What remains is the place itself, as diametrically opposed to this idea of bar food as a ski resort: a two-floor miniature palace right on the newly renovated plaza at the 71st Avenue Triangle, paneled in wood and with a patio that boasts a stone water feature that belongs to a dramatic Bond scene. The font on the door, unchanged from its original opening in 2013, neatly apes symbols of mid-tier Gotham luxury and the lighting brings to mind the kind of clubs you would need to know someone to enter.

A collection of vaguely controversial erotic photographs remain, though Samuel tells me he intends to replace them with something more “food sexy” when he can.   

It remains a little hard to get exactly what Cream was or is trying to get at, still sandwiched between a nail salon and a three-seat barber shop. In a place where culinary sophisticates swoop in to look for smartly placed holes-in-the-walls (see nearby hits like Little Egypt and Guadalajara De Dia II) Cream remains a loud and luxurious shout from the rooftops. Look at me, the doors still yell, don’t you wonder what’s inside?

Samuel has done what he can to bring things down to earth. His own website reads: “I want the person that is about to eat the dish to recognize the technique and components that were put into it; and not whip out their smartphone and google what is in my dishes.”

His version of a burger comes with a ladle of bacon jam, a small but effective gourmet touch that turns the otherwise often dry staple into something lush and sparkling with contrast. Other household names appear like long-familiar friends: a mac-n-cheese starter that he tells me he has been perfecting for years, actually-smoked pastrami and, for vegetarians, the sturdy black bean version that replaces the pork-based jam with guacamole.

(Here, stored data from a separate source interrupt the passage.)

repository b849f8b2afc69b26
//! Api key lookup in the user's netrc-style secrets file.

use std::path::Path;

use tracing::debug;

/// Host the provider credentials are stored under.
pub const CREDENTIALS_HOST: &str = "api.openai.com";

/// Scan a netrc-style file for the provider api key.
///
/// Only single-line entries of the exact form
/// `machine api.openai.com login apikey password <value>` count, matching
/// how the key is provisioned. Tokens are split on single spaces; lines
/// with fewer than six tokens or different leading tokens are ignored
/// without error. The first match wins.
pub fn load_api_key(path: &Path) -> Option<String> {
    let raw = match std::fs::read_to_string(path) {
        Ok(raw) => raw,
        Err(e) => {
            debug!(path = %path.display(), error = %e, "No readable credentials file");
            return None;
        }
    };

    for line in raw.lines() {
        if let Some(key) = parse_credentials_line(line) {
            debug!(path = %path.display(), "Found provider api key");
            return Some(key.to_string());
        }
    }

    debug!(path = %path.display(), host = CREDENTIALS_HOST, "No credentials entry for host");
    None
}

fn parse_credentials_line(line: &str) -> Option<&str> {
    let tokens: Vec<&str> = line.split(' ').collect();
    if tokens.len() < 6 {
        return None;
    }
    let matches = tokens[0] == "machine"
        && tokens[1] == CREDENTIALS_HOST
        && tokens[2] == "login"
        && tokens[3] == "apikey"
        && tokens[4] == "password"
        && !tokens[5].is_empty();
    matches.then_some(tokens[5])
}
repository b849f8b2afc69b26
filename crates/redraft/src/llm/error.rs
//! Transform client error types.

use thiserror::Error;

/// Errors that can occur when calling the transform service.
#[derive(Debug, Error)]
pub enum ClientError {
    /// Requested prompt id is not in the registry snapshot
    #[error("unknown prompt: {0}")]
    PromptNotFound(String),

    /// HTTP request failed before a usable response arrived
    #[error("http request failed: {0}")]
    Transport(#[from] reqwest::Error),

    /// Credentials were rejected (401/403)
    #[error("authentication failed (status {status}): {message}")]
    Auth { status: u16, message: String },

    /// Service returned an error response
    #[error("api error (status {status}): {message}")]
    Provider { status: u16, message: String },

    /// Response body did not match the expected shape
    #[error("malformed api response: {0}")]
    MalformedResponse(String),
}

/// Classify a non-success HTTP status, splitting credential rejections from
/// other service failures.
pub(crate) fn status_error(status: u16, message: String) -> ClientError {
    if status == 401 || status == 403 {
        ClientError::Auth { status, message }
    } else {
        ClientError::Provider { status, message }
    }
}
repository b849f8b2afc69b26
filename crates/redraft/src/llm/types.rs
//! Wire types for the completion and model-listing endpoints.

use serde::{Deserialize, Serialize};

/// A chat completion request (OpenAI-compatible format).
#[derive(Debug, Serialize)]
pub struct ChatRequest {
    pub model: String,
    pub messages: Vec<Message>,
    #[serde(skip_serializing_if = "Option::is_none")]
    pub temperature: Option<f32>,
}

impl ChatRequest {
    /// Build the single instruction-plus-context message a transform sends:
    /// the prompt text, a blank line, then the user's text.
    pub fn transform(model: &str, instruction: &str, text: &str) -> Self {
        Self {
            model: model.to_string(),
            messages: vec![Message {
                role: Role::User,
                content: format!("{}\n\n{}", instruction, text),
            }],
            temperature: None,
        }
    }
}

/// A message in a chat conversation.
#[derive(Debug, Clone, Serialize, Deserialize)]
pub struct Message {
    pub role: Role,
    pub content: String,
}

/// The role of a message sender.
#[derive(Debug, Clone, Copy, Serialize, Deserialize, PartialEq, Eq)]
#[serde(rename_all = "lowercase")]
pub enum Role {
    System,
    User,
    Assistant,
}

/// A chat completion response.
#[derive(Debug, Deserialize)]
pub struct ChatResponse {
    pub choices: Vec<Choice>,
}

/// A single completion choice.
#[derive(Debug, Deserialize)]
pub struct Choice {
    pub message: ChoiceMessage,
}

/// Message part of a choice. Only the content matters here.
#[derive(Debug, Deserialize)]
pub struct ChoiceMessage {
    pub content: Option<String>,
}

impl ChatResponse {
    /// Text of the first choice, or `None` when the service produced
    /// nothing usable (no choices, null content, empty content).
    pub fn into_text(self) -> Option<String> {
        self.choices
            .into_iter()
            .next()
            .and_then(|choice| choice.message.content)
            .filter(|content| !content.is_empty())
    }
}

/// Response of the model-listing endpoint.
#[derive(Debug, Deserialize)]
pub struct ModelList {
    pub data: Vec<ModelDescriptor>,
}

/// One model offered by the service.
#[derive(Debug, Clone, Deserialize, PartialEq, Eq)]
pub struct ModelDescriptor {
    pub id: String,
}
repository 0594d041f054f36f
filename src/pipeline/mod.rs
pub mod job_runner;
pub mod orchestrator;
// image crate bitmap -> JPEG bytes via jpeg-encoder

use image::{ColorType, DynamicImage};
use jpeg_encoder::{ColorType as JpegColorType, Encoder, SamplingFactor};
use serde::{Deserialize, Serialize};

use crate::error::PdfPressError;

/// Chroma subsampling applied to color JPEGs.
#[derive(Debug, Clone, Copy, PartialEq, Eq, Deserialize, Serialize)]
pub enum ChromaSubsampling {
    #[serde(rename = "4:4:4")]
    Yuv444,
    #[serde(rename = "4:2:0")]
    Yuv420,
}

impl ChromaSubsampling {
    fn sampling_factor(self) -> SamplingFactor {
        match self {
            Self::Yuv444 => SamplingFactor::R_4_4_4,
            Self::Yuv420 => SamplingFactor::R_4_2_0,
        }
    }
}

/// Per-encode knobs.
#[derive(Debug, Clone, Copy, PartialEq, Eq)]
pub struct JpegOptions {
    /// 1 = worst, 100 = best
    pub quality: u8,
    pub subsampling: ChromaSubsampling,
    /// Progressive scan + optimized Huffman tables.
    pub optimize: bool,
}

impl JpegOptions {
    pub fn new(quality: u8, subsampling: ChromaSubsampling) -> Self {
        Self {
            quality,
            subsampling,
            optimize: true,
        }
    }
}

/// Channel layout of the pixels handed to the encoder.
#[derive(Debug, Clone, Copy, PartialEq, Eq)]
pub enum PixelLayout {
    Gray,
    Rgb,
}

impl PixelLayout {
    /// Matching PDF color space name.
    pub fn pdf_color_space(self) -> &'static str {
        match self {
            Self::Gray => "DeviceGray",
            Self::Rgb => "DeviceRGB",
        }
    }

    fn jpeg_color_type(self) -> JpegColorType {
        match self {
            Self::Gray => JpegColorType::Luma,
            Self::Rgb => JpegColorType::Rgb,
        }
    }
}

/// Pixel buffer ready for JPEG encoding.
///
/// Converting a `DynamicImage` is not free, so the adaptive search converts
/// once and re-encodes the same buffer at different settings.
pub struct JpegPixels {
    pub data: Vec<u8>,
    pub width: u32,
    pub height: u32,
    pub layout: PixelLayout,
}

impl JpegPixels {
    /// Flattens any bitmap to 8-bit gray or RGB. Alpha is dropped.
    pub fn from_image(img: &DynamicImage) -> Self {
        let (width, height) = (img.width(), img.height());
        match img.color() {
            ColorType::L8 | ColorType::La8 | ColorType::L16 | ColorType::La16 => Self {
                data: img.to_luma8().into_raw(),
                width,
                height,
                layout: PixelLayout::Gray,
            },
            _ => Self {
                data: img.to_rgb8().into_raw(),
                width,
                height,
                layout: PixelLayout::Rgb,
            },
        }
    }
}

/// Encode a pixel buffer to JPEG bytes.
///
/// # Errors
/// Returns `PdfPressError::JpegEncodeError` if the quality is outside 1-100,
/// a dimension is zero or exceeds the 65535 px JPEG limit, or the encoder
/// fails.
pub fn encode(pixels: &JpegPixels, options: &JpegOptions) -> crate::error::Result<Vec<u8>> {
    if !(1..=100).contains(&options.quality) {
        return Err(PdfPressError::jpeg_encode(format!(
            "JPEG quality must be 1-100, got {}",
            options.quality
        )));
    }

    let width = u16::try_from(pixels.width).ok().filter(|w| *w > 0);
    let height = u16::try_from(pixels.height).ok().filter(|h| *h > 0);
    let (Some(width), Some(height)) = (width, height) else {
        return Err(PdfPressError::jpeg_encode(format!(
            "JPEG dimensions must be 1-65535, got {}x{}",
            pixels.width, pixels.height
        )));
    };

    let mut buf = Vec::new();
    let mut encoder = Encoder::new(&mut buf, options.quality);
    if pixels.layout == PixelLayout::Rgb {
        encoder.set_sampling_factor(options.subsampling.sampling_factor());
    }
    encoder.set_progressive(options.optimize);
    encoder.set_optimized_huffman_tables(options.optimize);
    encoder.encode(&pixels.data, width, height, pixels.layout.jpeg_color_type())?;

    Ok(buf)
}
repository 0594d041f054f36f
use lopdf::{Dictionary, Document, Object, ObjectId};
use tracing::debug;

use crate::config::level::Rotation;

/// バイト列から読み込んだPDF。元のバイト列はレンダラに渡すため保持する。
pub struct SourceDocument<'a> {
    bytes: &'a [u8],
    doc: Document,
}

impl<'a> SourceDocument<'a> {
    /// PDFバイト列を読み込む。暗号化されている場合は空パスワードで復号を試みる。
    pub fn load(bytes: &'a [u8]) -> crate::error::Result<Self> {
        let mut doc = Document::load_mem(bytes)?;

        if doc.is_encrypted() {
            doc.decrypt("")
                .map_err(|e| crate::error::PdfPressError::encrypted(e.to_string()))?;
            doc.trailer.remove(b"Encrypt");
            debug!("decrypted PDF with blank password");
        }

        if doc.get_pages().is_empty() {
            return Err(crate::error::PdfPressError::pdf_read("PDF has no pages"));
        }

        Ok(Self { bytes, doc })
    }

    /// 元のPDFバイト列。
    pub fn bytes(&self) -> &'a [u8] {
        self.bytes
    }

    /// 内部のlopdf Documentへの参照を返す。
    pub fn document(&self) -> &Document {
        &self.doc
    }

    /// ページ数を返す。
    pub fn page_count(&self) -> u32 {
        self.doc.get_pages().len() as u32
    }

    /// ページインデックス(0始まり)からObjectIdを取得する。
    pub fn page_id(&self, page_index: u32) -> crate::error::Result<ObjectId> {
        let pages = self.doc.get_pages();
        pages.get(&(page_index + 1)).copied().ok_or_else(|| {
            crate::error::PdfPressError::pdf_read(format!(
                "page index {} out of range (document has {} pages)",
                page_index,
                pages.len()
            ))
        })
    }

    /// 指定ページ(0始まり)のMediaBoxからページ寸法(width_pts, height_pts)を返す。
    pub fn page_dimensions(&self, page_index: u32) -> crate::error::Result<(f64, f64)> {
        let page_id = self.page_id(page_index)?;
        let media_box = inherited_attribute(&self.doc, page_id, b"MediaBox").ok_or_else(|| {
            crate::error::PdfPressError::pdf_read("MediaBox not found")
        })?;
        let media_box = match media_box {
            Object::Reference(id) => self.doc.get_object(id)?.clone(),
            other => other,
        };

        let media_box_array = media_box.as_array()?;
        if media_box_array.len() < 4 {
            return Err(crate::error::PdfPressError::pdf_read("Invalid MediaBox"));
        }

        let x0 = number(&media_box_array[0])?;
        let y0 = number(&media_box_array[1])?;
        let x1 = number(&media_box_array[2])?;
        let y1 = number(&media_box_array[3])?;

        let width = (x1 - x0).abs();
        let height = (y1 - y0).abs();

        if width <= 0.0 || height <= 0.0 {
            return Err(crate::error::PdfPressError::pdf_read(
                "Invalid MediaBox: non-positive page dimensions",
            ));
        }

        Ok((width, height))
    }

    /// 指定ページの表示回転（継承込み）。無い・不正な値は0°扱い。
    pub fn page_rotation(&self, page_index: u32) -> crate::error::Result<Rotation> {
        let page_id = self.page_id(page_index)?;
        let degrees = match inherited_attribute(&self.doc, page_id, b"Rotate") {
            Some(obj) => number(&obj).map(|d| d as i64).unwrap_or(0),
            None => 0,
        };
        Ok(Rotation::from_degrees(degrees).unwrap_or(Rotation::R0))
    }

    /// 表示上のページ寸法。/Rotate が 90°/270° なら幅と高さを入れ替える。
    pub fn displayed_dimensions(&self, page_index: u32) -> crate::error::Result<(f64, f64)> {
        let (width, height) = self.page_dimensions(page_index)?;
        Ok(match self.page_rotation(page_index)? {
            Rotation::R90 | Rotation::R270 => (height, width),
            Rotation::R0 | Rotation::R180 => (width, height),
        })
    }

    /// 指定ページ(0始まり)のコンテンツストリームを結合して返す。
    pub fn page_content(&self, page_index: u32) -> crate::error::Result<Vec<u8>> {
        let page_id = self.page_id(page_index)?;
        Ok(self.doc.get_page_content(page_id)?)
    }

    /// 指定ページのリソース辞書（直接埋め込み・参照・継承の全て）を返す。
    pub fn page_resources(&self, page_index: u32) -> crate::error::Result<Vec<&Dictionary>> {
        let page_id = self.page_id(page_index)?;
        let (resource_dict, resource_ids) = self.doc.get_page_resources(page_id)?;

        let mut dicts = Vec::new();
        if let Some(dict) = resource_dict {
            dicts.push(dict);
        }
        for res_id in resource_ids {
            dicts.push(self.doc.get_dictionary(res_id)?);
        }
        Ok(dicts)
    }
}

/// ページ辞書の属性を取得する（Parent経由の継承も考慮）。
///
/// MediaBox / CropBox / Resources / Rotate は継承可能属性。
pub(crate) fn inherited_attribute(doc: &Document, page_id: ObjectId, key: &[u8]) -> Option<Object> {
    let mut current = doc.get_dictionary(page_id).ok()?;
    // 壊れたPDFの循環参照対策
    for _ in 0..64 {
        if let Ok(obj) = current.get(key) {
            return Some(obj.clone());
        }
        let parent_id = current.get(b"Parent").and_then(Object::as_reference).ok()?;
        current = doc.get_dictionary(parent_id).ok()?;
    }
    None
}

/// lopdfのObjectから数値をf64として取得する。
pub(crate) fn number(obj: &Object) -> crate::error::Result<f64> {
    match obj {
        Object::Integer(i) => Ok(*i as f64),
        Object::Real(f) => Ok(*f as f64),
        _ => Err(crate::error::PdfPressError::pdf_read(format!(
            "expected numeric value, got {:?}",
            obj
        ))),
    }
}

In the middle of the day, Samuel flips on one of those far-reach cable channels that plays classic rock music videos all day and the din of a long-lost U2 concert makes for strangely more pleasant background noise than the avant R&B of somebody’s Spotify playlist. My interest was soon diverted by the customary bread basket, which wooed me with a kind of natural Hawaiian bread sweetness. I like to begin my meals feeling hopeful.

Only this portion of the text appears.